LE CAPITAINE, à Henri. Singulier mélange de peur et de courage ! (À Motus.) Bande-lui les yeux.
CADIO, les yeux bandés, à genoux. Ô mon bon Dieu du ciel, me ferez-vous grâce ? Je n’ai ni trahi ni menti ! Je n’ai pas voulu tuer, on me tue ! Prenez ma vie en expiation de ma peur ! Adieu, mon biniou et les beaux airs de ma musique ! adieu, les grands bois et les grandes bruyères ! adieu, les étoiles de la nuit, le bruit des ruisseaux et du vent dans les feuilles ! Je ne verrai plus la belle plage et les grosses pierres de Carnac, où je cueillais des gentianes bleues comme la mer !
HENRI, au capitaine. Artiste et poëte !
LE CAPITAINE. Hélas ! oui, mais fanatique et espion !
HENRI, à part, triste. Au service de mon oncle probablement !

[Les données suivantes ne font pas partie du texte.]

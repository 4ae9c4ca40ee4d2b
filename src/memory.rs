//! In-memory collaborators.
//!
//! Everything here implements the traits of [`crate::protocols`] without
//! touching the network: a bounded datastore with a UID cursor, a shared
//! DHT, a direct-peer channel that reads other nodes' datastores, a
//! reputation store, file indexing over the local filesystem, and a
//! [`MemoryNetwork`] that wires several [`FsNode`]s together.

use std::collections::{BTreeMap, HashMap};
use std::io::SeekFrom;
use std::sync::Arc;
use std::time::Duration;

use anyhow::{anyhow, bail, Context, Result};
use async_trait::async_trait;
use rand::Rng;
use tokio::io::{AsyncReadExt, AsyncSeekExt};
use tokio::sync::{mpsc, Mutex, RwLock};
use tracing::{debug, trace};

use crate::block::{self, content_hash, BlockType, Key, DBLOCK_SIZE};
use crate::config::FsConfig;
use crate::dispatch::Collaborators;
use crate::identity::{Identity, Keypair};
use crate::messages::{IndexedFile, FOREVER_ABS};
use crate::node::FsNode;
use crate::protocols::{
    Cadet, CadetReply, Datastore, DatastorePut, DatastoreQuery, DatastoreRecord, Dht, DhtGet, DhtLookup,
    DhtResult, Indexing, Peerstore, PutOutcome, Reservation, Transport,
};

/// Size of an on-demand placeholder: file id then big-endian offset.
pub const ON_DEMAND_SIZE: usize = 32 + 8;

/// Encode the placeholder stored for block `offset` of an indexed file.
pub fn on_demand_placeholder(file_id: Key, offset: u64) -> Vec<u8> {
    let mut data = Vec::with_capacity(ON_DEMAND_SIZE);
    data.extend_from_slice(&file_id);
    data.extend_from_slice(&offset.to_be_bytes());
    data
}

fn parse_on_demand(data: &[u8]) -> Option<(Key, u64)> {
    if data.len() != ON_DEMAND_SIZE {
        return None;
    }
    let file_id: Key = data[..32].try_into().ok()?;
    let offset = u64::from_be_bytes(data[32..].try_into().ok()?);
    Some((file_id, offset))
}

// ============================================================================
// Datastore
// ============================================================================

#[derive(Default)]
struct DatastoreState {
    records: BTreeMap<u64, DatastoreRecord>,
    next_uid: u64,
}

/// Bounded datastore keyed by insertion UID.
pub struct MemoryDatastore {
    state: Mutex<DatastoreState>,
    capacity: usize,
}

impl MemoryDatastore {
    pub fn new(capacity: usize) -> Self {
        Self { state: Mutex::new(DatastoreState::default()), capacity }
    }

    /// Store a block under its derived key. Returns the key.
    pub async fn insert_block(&self, block_type: BlockType, data: Vec<u8>) -> Result<Key> {
        let key = block::get_key(block_type, &data).ok_or_else(|| anyhow!("cannot derive key for {block_type:?}"))?;
        self.insert_record(key, block_type, data).await;
        Ok(key)
    }

    /// Store raw data under `key` without checking it.
    pub async fn insert_record(&self, key: Key, block_type: BlockType, data: Vec<u8>) -> u64 {
        let mut state = self.state.lock().await;
        state.next_uid += 1;
        let uid = state.next_uid;
        state.records.insert(uid, DatastoreRecord {
            key,
            data,
            block_type,
            priority: 0,
            anonymity: 0,
            replication: 0,
            expiration: FOREVER_ABS,
            uid,
        });
        uid
    }

    pub async fn len(&self) -> usize {
        self.state.lock().await.records.len()
    }

    pub async fn is_empty(&self) -> bool {
        self.len().await == 0
    }

    pub async fn contains(&self, key: &Key) -> bool {
        self.state.lock().await.records.values().any(|r| r.key == *key)
    }
}

#[async_trait]
impl Datastore for MemoryDatastore {
    async fn get_key(&self, query: DatastoreQuery) -> Result<Option<DatastoreRecord>> {
        let state = self.state.lock().await;
        let matches = |r: &&DatastoreRecord| {
            r.key == query.key && (query.block_type == BlockType::Any || r.block_type == query.block_type)
        };
        if query.random {
            let candidates: Vec<_> = state.records.range(query.next_uid..).map(|(_, r)| r).filter(matches).collect();
            if candidates.is_empty() {
                return Ok(None);
            }
            let pick = rand::thread_rng().gen_range(0..candidates.len());
            return Ok(Some(candidates[pick].clone()));
        }
        Ok(state.records.range(query.next_uid..).map(|(_, r)| r).find(matches).cloned())
    }

    async fn put(&self, put: DatastorePut) -> Result<PutOutcome> {
        let mut state = self.state.lock().await;
        if let Some(existing) = state.records.values_mut().find(|r| r.key == put.key && r.data == put.data) {
            existing.priority = existing.priority.saturating_add(put.priority);
            existing.expiration = existing.expiration.max(put.expiration);
            return Ok(PutOutcome::Exists);
        }
        if state.records.len() >= self.capacity {
            let min_expiration = state.records.values().map(|r| r.expiration).min();
            return Ok(PutOutcome::Full { min_expiration });
        }
        state.next_uid += 1;
        let uid = state.next_uid;
        state.records.insert(uid, DatastoreRecord {
            key: put.key,
            data: put.data,
            block_type: put.block_type,
            priority: put.priority,
            anonymity: put.anonymity,
            replication: put.replication,
            expiration: put.expiration,
            uid,
        });
        Ok(PutOutcome::Stored)
    }

    async fn remove(&self, key: Key, data: Vec<u8>) -> Result<()> {
        let mut state = self.state.lock().await;
        state.records.retain(|_, r| !(r.key == key && r.data == data));
        Ok(())
    }
}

LE CAPITAINE. Voyons, essayons encore. (À Motus un signe d’intelligence. Motus arme sa carabine. Cadio frissonne et tombe la face contre terre.)
HENRI, s’approchant de lui. Parleras-tu ? Il est temps encore.
CADIO. Parler ? Jamais ! Tuez-moi… Dieu m’a pardonné, je sens ça dans mon cœur, me voilà en état de grâce. Tuez-moi vite !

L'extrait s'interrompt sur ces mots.